Henry Salt Archive

Henry Salt (1853-1939) was the author of the Life of Henry David Thoreau, Animals Rights and A Plea for Vegetarianism which inspired Gandhi for follow a vegetarian diet.

Mr. H. S. Salt: Man of Letters and Reformer

The Times, 20 April 1939

The death occurred at Brighton yesterday of Mr. Henry Stephens Salt, author, scholar, journalist, and reformer, who for 29 years was hon. secretary of the Humanitarian League. He was 87 years of age.

In an amusing retrospect of his life, published in 1921, under the title of “Seventy Years Among Savages,” Mr. Salt left a record of his doings, writings, and opinions, and explained how from conventional ideas he grew to be a “faddist”—the word is his own—of a determined and militant type.

He was born in India in 1851, the son of Colonel T. H. Salt, of the Royal Bengal Artillery, and went to Eton, then under the rule of Hornby, and thence to King’s, Cambridge, where he won Sir William Browne’s medal for a Greek epigram and was bracketed with Gerald Balfour as 5th classic in the Tripos of 1875. He then returned to Eton as a master and remained there in that capacity until 1884. Meanwhile in 1879 he married Catherine Leigh Joynes, a daughter of a fellow-master, the Rev. J. L. Joynes. Mrs. Salt died in 1919; and in 1927 he married Catherine, daughter of Frederick Mandeville, of Brighton.

As he himself has related, it was not long before he began to view the world differently from his colleagues; he became acquainted with men and doctrines quite foreign to the circle in which Hornby and Warre moved, and the conviction came upon him that the Eton masters “were but cannibals in cap and gown.” He accordingly renounced flesh food, and feeling himself more and more to be living in partibus infidelium he resigned his mastership. Warre attributed his conduct to vegetarianism, but on learning that Socialism was also to blame cried in hearty tones:—“Socialism! Then blow us up, blow us up. There’s nothing left for it but that!” Though Salt did not blow Eton up, he criticized the system as he knew it under Hornby with some freedom in articles soon afterwards.

On leaving Eton he settled in Surrey, where he pursued a simple and servantless life, which was congenial to him, gardening, writing, and getting into tough with a variety of men whose opinions were more or less in accordance with his own. He read and admired a good deal of current revolutionary literature; attended diligently the doings of the Shelley Society, of which F. J. Furnivall was the leading spirit; got to know Meredith and Swinburne and other leaders of his time, and published books on Shelley, Tennyson, Thoreau, Jefferies, and James Thomson. Lucretius he always admired, and he translated in verse some of his finest passages.

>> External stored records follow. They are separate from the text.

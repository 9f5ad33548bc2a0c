//! HTTP server for the dispatch API.
//!
//! A thin layer over the engine: handlers extract the acting identity from
//! headers, deserialize the body, call one engine operation and map
//! `EngineError` onto the API error envelope. The payment verification
//! callback is the one unauthenticated route; it acknowledges every
//! reconciliation outcome with 200 so the gateway's retry loop stops.

use axum::{
	extract::{Path, Query, State},
	http::{HeaderMap, StatusCode},
	response::Json,
	routing::{get, post, put},
	Router,
};
use dispatch_config::Config;
use dispatch_core::DispatchEngine;
use dispatch_types::{
	APIError, Actor, CheckoutSession, Order, OrderDraft, OrderStatus, PaymentStatus,
	ReconciliationOutcome, Role,
};
use serde::{Deserialize, Serialize};
use std::sync::Arc;
use tokio::net::TcpListener;
use tower::ServiceBuilder;
use tower_http::cors::CorsLayer;

/// Shared application state for the API server.
#[derive(Clone)]
pub struct AppState {
	/// Reference to the engine for processing requests.
	pub engine: Arc<DispatchEngine>,
}

/// Body of a status transition request.
#[derive(Debug, Serialize, Deserialize)]
pub struct TransitionRequest {
	pub status: OrderStatus,
	/// Optional manual payment-status edit, gated to the order's vendor or
	/// an admin.
	#[serde(default, skip_serializing_if = "Option::is_none")]
	pub payment_status: Option<PaymentStatus>,
}

/// Response of a status transition request.
#[derive(Debug, Serialize, Deserialize)]
pub struct TransitionResponse {
	pub changed: bool,
	pub order: Order,
}

#[derive(Debug, Deserialize)]
pub struct VerifyParams {
	pub reference: String,
}

/// Response of the payment verification callback.
#[derive(Debug, Serialize, Deserialize)]
pub struct VerifyResponse {
	pub reference: String,
	pub outcome: ReconciliationOutcome,
}

/// Starts the HTTP server and serves until a shutdown signal arrives.
pub async fn start_server(
	config: Config,
	engine: Arc<DispatchEngine>,
) -> Result<(), Box<dyn std::error::Error>> {
	let app = router(engine);

	let bind_address = format!("{}:{}", config.api.host, config.api.port);
	let listener = TcpListener::bind(&bind_address).await?;
	tracing::info!("Dispatch API server starting on {}", bind_address);

	axum::serve(listener, app)
		.with_graceful_shutdown(shutdown_signal())
		.await?;

	Ok(())
}

async fn shutdown_signal() {
	if let Err(e) = tokio::signal::ctrl_c().await {
		tracing::error!(error = %e, "Failed to listen for shutdown signal");
	}
	tracing::info!("Shutdown signal received");
}

/// Builds the router with the /api base path.
pub fn router(engine: Arc<DispatchEngine>) -> Router {
	let state = AppState { engine };

	Router::new()
		.nest(
			"/api",
			Router::new()
				.route("/orders", post(handle_place_order).get(handle_list_orders))
				.route("/orders/{id}", get(handle_get_order))
				.route("/orders/{id}/status", put(handle_transition))
				.route("/payments/initialize/{id}", post(handle_start_payment))
				.route("/payments/verify", get(handle_verify))
				.route("/health", get(handle_health)),
		)
		.layer(ServiceBuilder::new().layer(CorsLayer::permissive()))
		.with_state(state)
}

/// Extracts the acting identity from the `X-Actor-Id` / `X-Actor-Role`
/// headers. Authentication terminates upstream; these headers are trusted.
fn actor_from_headers(headers: &HeaderMap) -> Result<Actor, APIError> {
	let id = headers
		.get("x-actor-id")
		.and_then(|value| value.to_str().ok())
		.filter(|value| !value.is_empty())
		.ok_or_else(|| bad_actor("Missing or invalid X-Actor-Id header"))?;
	let role = headers
		.get("x-actor-role")
		.and_then(|value| value.to_str().ok())
		.ok_or_else(|| bad_actor("Missing or invalid X-Actor-Role header"))?;
	let role: Role = role
		.parse()
		.map_err(|_| bad_actor(&format!("Unknown actor role '{}'", role)))?;

	Ok(Actor::new(id, role))
}

fn bad_actor(message: &str) -> APIError {
	APIError::BadRequest {
		error_type: "invalid_actor".to_string(),
		message: message.to_string(),
		details: None,
	}
}

/// Handles POST /api/orders.
async fn handle_place_order(
	State(state): State<AppState>,
	headers: HeaderMap,
	Json(draft): Json<OrderDraft>,
) -> Result<(StatusCode, Json<Order>), APIError> {
	let actor = actor_from_headers(&headers)?;
	let order = state.engine.place_order(draft, &actor).await?;
	Ok((StatusCode::CREATED, Json(order)))
}

/// Handles GET /api/orders.
async fn handle_list_orders(
	State(state): State<AppState>,
	headers: HeaderMap,
) -> Result<Json<Vec<Order>>, APIError> {
	let actor = actor_from_headers(&headers)?;
	let orders = state.engine.list_orders(&actor).await?;
	Ok(Json(orders))
}

/// Handles GET /api/orders/{id}.
async fn handle_get_order(
	State(state): State<AppState>,
	Path(id): Path<String>,
	headers: HeaderMap,
) -> Result<Json<Order>, APIError> {
	let actor = actor_from_headers(&headers)?;
	let order = state.engine.get_order(&id, &actor).await?;
	Ok(Json(order))
}

/// Handles PUT /api/orders/{id}/status.
async fn handle_transition(
	State(state): State<AppState>,
	Path(id): Path<String>,
	headers: HeaderMap,
	Json(request): Json<TransitionRequest>,
) -> Result<Json<TransitionResponse>, APIError> {
	let actor = actor_from_headers(&headers)?;
	let outcome = state
		.engine
		.transition(&id, request.status, &actor, request.payment_status)
		.await?;
	Ok(Json(TransitionResponse {
		changed: outcome.changed,
		order: outcome.order,
	}))
}

/// Handles POST /api/payments/initialize/{id}.
async fn handle_start_payment(
	State(state): State<AppState>,
	Path(id): Path<String>,
	headers: HeaderMap,
) -> Result<Json<CheckoutSession>, APIError> {
	let actor = actor_from_headers(&headers)?;
	let checkout = state.engine.start_payment(&id, &actor).await?;
	Ok(Json(checkout))
}

/// Handles GET /api/payments/verify?reference=.
///
/// Takes no actor. Every reconciliation outcome is a 200; only a reference
/// the engine never issued is a 404.
async fn handle_verify(
	State(state): State<AppState>,
	Query(params): Query<VerifyParams>,
) -> Result<Json<VerifyResponse>, APIError> {
	let outcome = state.engine.handle_payment_callback(&params.reference).await?;
	Ok(Json(VerifyResponse {
		reference: params.reference,
		outcome,
	}))
}

/// Handles GET /api/health.
async fn handle_health() -> Json<serde_json::Value> {
	Json(serde_json::json!({ "status": "ok" }))
}

#[cfg(test)]
mod tests {
	use super::*;
	use axum::http::HeaderValue;
	use dispatch_gateway::implementations::mock::MockGateway;
	use dispatch_gateway::GatewayService;
	use dispatch_notify::FanoutService;
	use dispatch_storage::implementations::memory::MemoryStorage;
	use dispatch_storage::StorageService;
	use dispatch_types::{LineItem, Location, OrderKind};
	use rust_decimal_macros::dec;

	fn state() -> AppState {
		let storage = Arc::new(StorageService::new(Box::new(MemoryStorage::new())));
		let gateway = Arc::new(GatewayService::new(
			Box::new(MockGateway::succeeding()),
			"ETB".to_string(),
			"http://localhost:4000/api/payments/verify".to_string(),
		));
		let fanout = Arc::new(FanoutService::new(64, 16));
		AppState {
			engine: Arc::new(DispatchEngine::new(storage, gateway, fanout)),
		}
	}

	fn headers(id: &str, role: &str) -> HeaderMap {
		let mut headers = HeaderMap::new();
		headers.insert("x-actor-id", HeaderValue::from_str(id).unwrap());
		headers.insert("x-actor-role", HeaderValue::from_str(role).unwrap());
		headers
	}

	fn draft() -> OrderDraft {
		OrderDraft {
			customer_id: None,
			vendor_id: Some("ven-1".to_string()),
			kind: OrderKind::FoodDelivery,
			pickup: Location {
				address: "1 Vendor St".to_string(),
				coordinates: None,
			},
			dropoff: Location {
				address: "2 Customer Ave".to_string(),
				coordinates: None,
			},
			items: vec![LineItem {
				name: "combo".to_string(),
				quantity: 1,
				unit_price: dec!(410),
			}],
			total_amount: dec!(410),
			notes: None,
		}
	}

	#[test]
	fn actor_headers_parse_or_reject() {
		let actor = actor_from_headers(&headers("cus-1", "customer")).unwrap();
		assert_eq!(actor.id, "cus-1");
		assert_eq!(actor.role, Role::Customer);

		let mut missing_id = HeaderMap::new();
		missing_id.insert("x-actor-role", HeaderValue::from_static("customer"));
		let err = actor_from_headers(&missing_id).unwrap_err();
		assert_eq!(err.status_code(), 400);

		let err = actor_from_headers(&headers("cus-1", "superuser")).unwrap_err();
		assert_eq!(err.status_code(), 400);

		let err = actor_from_headers(&headers("", "customer")).unwrap_err();
		assert_eq!(err.status_code(), 400);
	}

	#[tokio::test]
	async fn place_order_returns_created() {
		let state = state();
		let (status, Json(order)) = handle_place_order(
			State(state.clone()),
			headers("cus-1", "customer"),
			Json(draft()),
		)
		.await
		.unwrap();

		assert_eq!(status, StatusCode::CREATED);
		assert_eq!(order.customer_id, "cus-1");

		let Json(orders) = handle_list_orders(State(state), headers("cus-1", "customer"))
			.await
			.unwrap();
		assert_eq!(orders.len(), 1);
	}

	#[tokio::test]
	async fn engine_errors_surface_with_mapped_statuses() {
		let state = state();
		let (_, Json(order)) = handle_place_order(
			State(state.clone()),
			headers("cus-1", "customer"),
			Json(draft()),
		)
		.await
		.unwrap();

		// Stranger lookup: 404, not 403.
		let err = handle_get_order(
			State(state.clone()),
			Path(order.id.clone()),
			headers("cus-2", "customer"),
		)
		.await
		.unwrap_err();
		assert_eq!(err.status_code(), 404);

		// Foreign vendor transition: 403.
		let err = handle_transition(
			State(state.clone()),
			Path(order.id.clone()),
			headers("ven-2", "vendor"),
			Json(TransitionRequest {
				status: OrderStatus::Confirmed,
				payment_status: None,
			}),
		)
		.await
		.unwrap_err();
		assert_eq!(err.status_code(), 403);

		// Backward move: 409.
		handle_transition(
			State(state.clone()),
			Path(order.id.clone()),
			headers("ven-1", "vendor"),
			Json(TransitionRequest {
				status: OrderStatus::Ready,
				payment_status: None,
			}),
		)
		.await
		.unwrap();
		let err = handle_transition(
			State(state),
			Path(order.id),
			headers("ven-1", "vendor"),
			Json(TransitionRequest {
				status: OrderStatus::Preparing,
				payment_status: None,
			}),
		)
		.await
		.unwrap_err();
		assert_eq!(err.status_code(), 409);
	}

	#[tokio::test]
	async fn verify_acknowledges_every_outcome() {
		let state = state();
		let (_, Json(order)) = handle_place_order(
			State(state.clone()),
			headers("cus-1", "customer"),
			Json(draft()),
		)
		.await
		.unwrap();
		let Json(checkout) = handle_start_payment(
			State(state.clone()),
			Path(order.id.clone()),
			headers("cus-1", "customer"),
		)
		.await
		.unwrap();

		let Json(first) = handle_verify(
			State(state.clone()),
			Query(VerifyParams {
				reference: checkout.reference.clone(),
			}),
		)
		.await
		.unwrap();
		assert_eq!(first.outcome, ReconciliationOutcome::Completed);

		// The duplicate is still a 200, with the outcome in the body.
		let Json(second) = handle_verify(
			State(state.clone()),
			Query(VerifyParams {
				reference: checkout.reference.clone(),
			}),
		)
		.await
		.unwrap();
		assert_eq!(second.outcome, ReconciliationOutcome::AlreadyProcessed);

		// Only a reference the engine never issued is a 404.
		let err = handle_verify(
			State(state),
			Query(VerifyParams {
				reference: "txn-never-issued".to_string(),
			}),
		)
		.await
		.unwrap_err();
		assert_eq!(err.status_code(), 404);
	}

	#[tokio::test]
	async fn health_reports_ok() {
		let Json(body) = handle_health().await;
		assert_eq!(body["status"], "ok");
	}
}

In 1891 the Humanitarian League which was to promote under the general direction of Salt all the causes which he had at heart, was founded; and Salt directed it until it ceased to exist in 1920. From his office in Chancery Lane he proved himself a good-tempered but thoroughly resourceful agitator and antagonist, who could conduct a campaign against flesh-eating, or blood sports, or the vulgarization of scenery—wild flowers, he held, should be visited, not picked—or the keeping of wild animals in captivity, or the crueller aspects of the criminal law, without losing his temper even when the fortune of war least favoured him.

As a reformer he was happily gifted with a sense of humour and the power of seeing his opponent’s point of view; but these qualities did not detract from his sincerity. As his “Seventy Years Among Savages” shows, he could testify to a good many improvements in his lifetime, and “savages” as his fellowmen were, he admitted that he had found most of them to be kindly savages. When his league came to an end he uttered no unmanly lament and was under no illusions about the unpopularity of the opinions which he had endeavoured to advance.

In the autumn of 1928 Salt published two more books. One of these was a second volume of reminiscences—“Memories of Bygone Eton”—in which he set down things unknown except by hearsay to most living Etonians, for he was by then the oldest surviving of the Eton masters, with one exception. It was an enjoyable volume, in which the author’s dislikes were not too thinly veiled while his essential kindliness came out plainly. The other book was more ambitious, for it was a translation of the Aeneid, in English decasyllabic verse, in which rhyme is introduced by Milton into “Lycidas.” No other metre or rhyme system Salt thought possible for a modern version of Virgil’s epic, unless some supreme master of blank verse arose. Salt’s scholarship and good versification make this work highly readable, and it has received sincere praise from some of the best qualified judges. In parts it rises to a great dignity. This work Salt published with the Cambridge University Press. In 1930 he brought out another characteristic book about the “company” which he had “kept”; it went to some extent over familiar ground and was a happy retrospect of friends and books; and finally “The Creed of Kinship,” another confession of his philosophy, appeared in 1935.